_Problem details_: No output is needed beyond the number of lines in the listing that contain the word "without".

##### Recorded data

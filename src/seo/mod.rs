//! Search-engine concerns: canonical URL derivation.

mod canonical;

pub use canonical::{CanonicalOptions, CanonicalRules, derive};
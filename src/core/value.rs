//! Emptiness and coercion rules for part values.
//!
//! The parts store is an untyped mapping, so "empty" and "integer" are
//! policy decisions rather than types. Both rules live here, enumerated
//! and testable, instead of being scattered across call sites.

use serde_json::Value;

/// Check whether a part value counts as empty.
///
/// Empty cases: `Null`, `false`, numeric zero (integer or float), the empty
/// string, the empty array, the empty object. Everything else is non-empty;
/// in particular the string `"0"` is a non-empty string.
///
/// `push` drops empty contributions and `push_init_with` refuses an empty
/// seed; the canonical-URL commit step uses the same rule to decide whether
/// a slot is still unset.
pub fn is_empty(value: &Value) -> bool {
    match value {
        Value::Null => true,
        Value::Bool(b) => !b,
        Value::Number(n) => {
            n.as_i64() == Some(0) || n.as_u64() == Some(0) || n.as_f64() == Some(0.0)
        }
        Value::String(s) => s.is_empty(),
        Value::Array(a) => a.is_empty(),
        Value::Object(o) => o.is_empty(),
    }
}

/// Best-effort integer conversion for rule-set fields.
///
/// Malformed fields are coerced, never rejected: integers pass through,
/// floats truncate toward zero, strings contribute their leading integer
/// prefix (or 0), booleans map to 0/1, and anything else is 0.
pub fn coerce_int(value: &Value) -> i64 {
    match value {
        Value::Number(n) => {
            if let Some(i) = n.as_i64() {
                i
            } else {
                n.as_f64().map(|f| f.trunc() as i64).unwrap_or(0)
            }
        }
        Value::String(s) => leading_int(s),
        Value::Bool(b) => i64::from(*b),
        _ => 0,
    }
}

/// Parse the leading integer prefix of a string (`"3abc"` -> 3, `"abc"` -> 0).
fn leading_int(s: &str) -> i64 {
    let trimmed = s.trim_start();
    let mut end = 0;
    for (i, c) in trimmed.char_indices() {
        if c.is_ascii_digit() || (i == 0 && (c == '-' || c == '+')) {
            end = i + c.len_utf8();
        } else {
            break;
        }
    }
    trimmed[..end].parse().unwrap_or(0)
}

/// Human-readable kind of a value, for error messages.
pub fn value_kind(value: &Value) -> &'static str {
    match value {
        Value::Null => "null",
        Value::Bool(_) => "boolean",
        Value::Number(_) => "number",
        Value::String(_) => "string",
        Value::Array(_) => "array",
        Value::Object(_) => "object",
    }
}

#[cfg(test)]
mod tests {
    use super::*;
    use serde_json::json;

    #[test]
    fn test_is_empty_cases() {
        assert!(is_empty(&Value::Null));
        assert!(is_empty(&json!(false)));
        assert!(is_empty(&json!(0)));
        assert!(is_empty(&json!(0.0)));
        assert!(is_empty(&json!("")));
        assert!(is_empty(&json!([])));
        assert!(is_empty(&json!({})));
    }

    #[test]
    fn test_is_empty_non_empty_cases() {
        assert!(!is_empty(&json!(true)));
        assert!(!is_empty(&json!(1)));
        assert!(!is_empty(&json!(-0.5)));
        assert!(!is_empty(&json!("0")));
        assert!(!is_empty(&json!(" ")));
        assert!(!is_empty(&json!([0])));
        assert!(!is_empty(&json!({"a": null})));
    }

    #[test]
    fn test_coerce_int_numbers() {
        assert_eq!(coerce_int(&json!(2)), 2);
        assert_eq!(coerce_int(&json!(-7)), -7);
        assert_eq!(coerce_int(&json!(2.9)), 2);
        assert_eq!(coerce_int(&json!(-2.9)), -2);
    }

    #[test]
    fn test_coerce_int_strings() {
        assert_eq!(coerce_int(&json!("2")), 2);
        assert_eq!(coerce_int(&json!("3abc")), 3);
        assert_eq!(coerce_int(&json!("  4")), 4);
        assert_eq!(coerce_int(&json!("-5x")), -5);
        assert_eq!(coerce_int(&json!("abc")), 0);
        assert_eq!(coerce_int(&json!("")), 0);
    }

    #[test]
    fn test_coerce_int_other() {
        assert_eq!(coerce_int(&json!(true)), 1);
        assert_eq!(coerce_int(&json!(false)), 0);
        assert_eq!(coerce_int(&Value::Null), 0);
        assert_eq!(coerce_int(&json!([1, 2])), 0);
    }

    #[test]
    fn test_value_kind() {
        assert_eq!(value_kind(&Value::Null), "null");
        assert_eq!(value_kind(&json!(42)), "number");
        assert_eq!(value_kind(&json!("x")), "string");
        assert_eq!(value_kind(&json!([])), "array");
    }
}
//! Canonical URL derivation from routing state.
//!
//! Pages (and subpages) declare a canonical URL for search indexing by
//! running an ordered rule set against the current request. The rules are
//! fully optional and evaluated in a fixed order; the first applicable rule
//! determines the result.

use serde::{Deserialize, Serialize};
use serde_json::Value;

use crate::core::{Router, coerce_int};

/// Rule set driving canonical URL derivation.
///
/// Fields hold raw values and are coerced with best-effort integer
/// conversion at evaluation time, so rule sets can come from loosely typed
/// page configuration without validation errors.
#[derive(Debug, Clone, Default, Serialize, Deserialize)]
#[serde(default)]
pub struct CanonicalRules {
    /// Highest path-segment index to include. When the segment at this
    /// index exists, the canonical URL is the path truncated after it,
    /// query string discarded.
    pub url_go_max: Option<Value>,
    /// When the number of query parameters exceeds this, fall back to the
    /// full current URL.
    pub query_count_max: Option<Value>,
}

impl CanonicalRules {
    pub fn new() -> Self {
        Self::default()
    }

    pub fn url_go_max(mut self, max: impl Into<Value>) -> Self {
        self.url_go_max = Some(max.into());
        self
    }

    pub fn query_count_max(mut self, max: impl Into<Value>) -> Self {
        self.query_count_max = Some(max.into());
        self
    }
}

/// Commit behavior for [`Page::canonical`](crate::Page::canonical).
#[derive(Debug, Clone, Copy, Default)]
pub struct CanonicalOptions {
    /// Only return the result, never write `rel_canonical`.
    pub return_only: bool,
    /// Overwrite an existing `rel_canonical` value (lets a subpage override
    /// settings inherited from its parent page).
    pub rewrite: bool,
}

impl CanonicalOptions {
    pub fn return_only() -> Self {
        Self {
            return_only: true,
            rewrite: false,
        }
    }

    pub fn rewrite() -> Self {
        Self {
            return_only: false,
            rewrite: true,
        }
    }
}

/// Evaluate `rules` against `router`. `None` means no rule fired and no
/// canonical override was computed.
///
/// Single pass, first match wins:
/// 1. `url_go_max = n`: when segment `n` exists, rebuild the path from
///    segments `0..=n`. A negative `n` behaves as "segment missing".
/// 2. `query_count_max = m`: when the query parameter count exceeds `m`,
///    the full current URL is the canonical value.
pub fn derive(rules: &CanonicalRules, router: &dyn Router) -> Option<String> {
    if let Some(raw) = &rules.url_go_max {
        let max = coerce_int(raw);
        if max >= 0 && router.url_part(max as usize).is_some() {
            let mut canonical = String::new();
            for index in 0..=max as usize {
                canonical.push('/');
                canonical.push_str(router.url_part(index).unwrap_or_default());
            }
            return Some(canonical);
        }
    }

    if let Some(raw) = &rules.query_count_max {
        let max = coerce_int(raw);
        if router.query().len() as i64 > max {
            return Some(router.url().to_string());
        }
    }

    None
}

#[cfg(test)]
mod tests {
    use super::*;
    use crate::core::RequestUrl;
    use serde_json::json;

    #[test]
    fn test_url_go_max_truncates_path() {
        let router = RequestUrl::parse("/shop/cat/item?page=2");
        let rules = CanonicalRules::new().url_go_max(1);
        assert_eq!(derive(&rules, &router), Some("/shop/cat".to_string()));
    }

    #[test]
    fn test_url_go_max_full_depth() {
        let router = RequestUrl::parse("/shop/cat/item");
        let rules = CanonicalRules::new().url_go_max(2);
        assert_eq!(derive(&rules, &router), Some("/shop/cat/item".to_string()));
    }

    #[test]
    fn test_url_go_max_missing_segment_does_not_fire() {
        let router = RequestUrl::parse("/shop");
        let rules = CanonicalRules::new().url_go_max(3);
        assert_eq!(derive(&rules, &router), None);
    }

    #[test]
    fn test_url_go_max_negative_does_not_fire() {
        let router = RequestUrl::parse("/shop/cat");
        let rules = CanonicalRules::new().url_go_max(-1);
        assert_eq!(derive(&rules, &router), None);
    }

    #[test]
    fn test_url_go_max_coerced_from_string() {
        let router = RequestUrl::parse("/shop/cat/item");
        let rules = CanonicalRules::new().url_go_max("1");
        assert_eq!(derive(&rules, &router), Some("/shop/cat".to_string()));
    }

    #[test]
    fn test_query_count_max_exceeded_falls_back_to_full_url() {
        let router = RequestUrl::parse("/shop?a=1&b=2&c=3");
        let rules = CanonicalRules::new().query_count_max(2);
        assert_eq!(derive(&rules, &router), Some("/shop?a=1&b=2&c=3".to_string()));
    }

    #[test]
    fn test_query_count_max_not_exceeded_stays_undetermined() {
        let router = RequestUrl::parse("/shop?a=1");
        let rules = CanonicalRules::new().query_count_max(2);
        assert_eq!(derive(&rules, &router), None);
    }

    #[test]
    fn test_url_go_max_wins_over_query_rule() {
        let router = RequestUrl::parse("/shop/cat?a=1&b=2&c=3");
        let rules = CanonicalRules::new().url_go_max(0).query_count_max(0);
        assert_eq!(derive(&rules, &router), Some("/shop".to_string()));
    }

    #[test]
    fn test_missing_segment_falls_through_to_query_rule() {
        let router = RequestUrl::parse("/shop?a=1&b=2&c=3");
        let rules = CanonicalRules::new().url_go_max(5).query_count_max(2);
        assert_eq!(derive(&rules, &router), Some("/shop?a=1&b=2&c=3".to_string()));
    }

    #[test]
    fn test_empty_ruleset_is_undetermined() {
        let router = RequestUrl::parse("/shop/cat?a=1");
        assert_eq!(derive(&CanonicalRules::new(), &router), None);
    }

    #[test]
    fn test_ruleset_deserializes_from_loose_config() {
        let rules: CanonicalRules =
            serde_json::from_value(json!({"url_go_max": "2", "query_count_max": 1.0}))
                .unwrap();
        assert_eq!(rules.url_go_max, Some(json!("2")));

        let router = RequestUrl::parse("/a/b/c/d");
        assert_eq!(derive(&rules, &router), Some("/a/b/c".to_string()));
    }

    #[test]
    fn test_ruleset_deserializes_from_toml() {
        let rules: CanonicalRules = toml::from_str("url_go_max = 1").unwrap();
        let router = RequestUrl::parse("/shop/cat/item");
        assert_eq!(derive(&rules, &router), Some("/shop/cat".to_string()));
    }
}
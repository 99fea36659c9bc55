//! Parts store error types.

use thiserror::Error;

/// Errors from the parts store.
///
/// The store is deliberately forgiving: missing slots read as null, empty
/// pushes are dropped. The one hard failure is misusing a slot across two
/// access patterns, which is a programmer error and must propagate.
#[derive(Debug, Error, PartialEq, Eq)]
pub enum PartsError {
    /// `append` was called on a slot that holds a non-string value.
    #[error("appending is supported only against strings (`{name}` holds {found})")]
    TypeMismatch {
        /// Slot name the caller tried to append to.
        name: String,
        /// Kind of the value currently stored there.
        found: &'static str,
    },
}
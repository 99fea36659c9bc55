//! Pagina - page assembly buffer for server-side rendering.
//!
//! A `Page` accumulates named parts (HTML fragments, flags, strings) during
//! one render pass, registers CSS/JS asset tags exactly once each, and
//! derives a canonical URL from routing state. The assembled parts map is
//! handed to the template-rendering step at the end of the pass.
//!
//! ```
//! use pagina::{Locale, Page, RequestUrl, StaticConfig};
//!
//! let locale = Locale::new("en");
//! let router = RequestUrl::parse("/shop/cat/item?page=2");
//! let config = StaticConfig::new().set("cdn_prefix", "https://cdn.example.com");
//!
//! let mut page = Page::new(&locale, &router, &config);
//! page.set("title", "Catalog");
//! page.css("main.css");
//!
//! let parts = page.parts();
//! assert_eq!(parts["title"], "Catalog");
//! ```

pub mod asset;
pub mod config;
pub mod core;
pub mod locale;
pub mod logger;
pub mod page;
pub mod seo;
pub mod utils;

pub use config::{ConfigSource, StaticConfig};
pub use locale::Locale;
pub use self::core::{RequestUrl, Router};
pub use page::{BOTTOM, HEAD, Page, Parts, PartsError, REL_CANONICAL, ScriptOptions};
pub use seo::{CanonicalOptions, CanonicalRules};
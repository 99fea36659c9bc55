//! Per-render registry of already-emitted asset URLs.

use rustc_hash::FxHashSet;

/// Tracks which resolved asset URLs have been registered this render.
///
/// Membership is exact string equality on the *resolved* URL, after
/// default-directory joining and CDN prefixing. Append-only for the life of
/// the render; discarded with the page.
#[derive(Debug, Clone, Default)]
pub struct AssetRegistry {
    seen: FxHashSet<String>,
}

impl AssetRegistry {
    pub fn new() -> Self {
        Self::default()
    }

    /// Register a resolved URL. Returns `true` on first registration,
    /// `false` when the URL was already seen (caller must skip emission).
    pub fn register(&mut self, url: &str) -> bool {
        self.seen.insert(url.to_string())
    }

    /// Check membership without registering.
    pub fn contains(&self, url: &str) -> bool {
        self.seen.contains(url)
    }

    pub fn len(&self) -> usize {
        self.seen.len()
    }

    pub fn is_empty(&self) -> bool {
        self.seen.is_empty()
    }
}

##########

_Solution for this task_: 2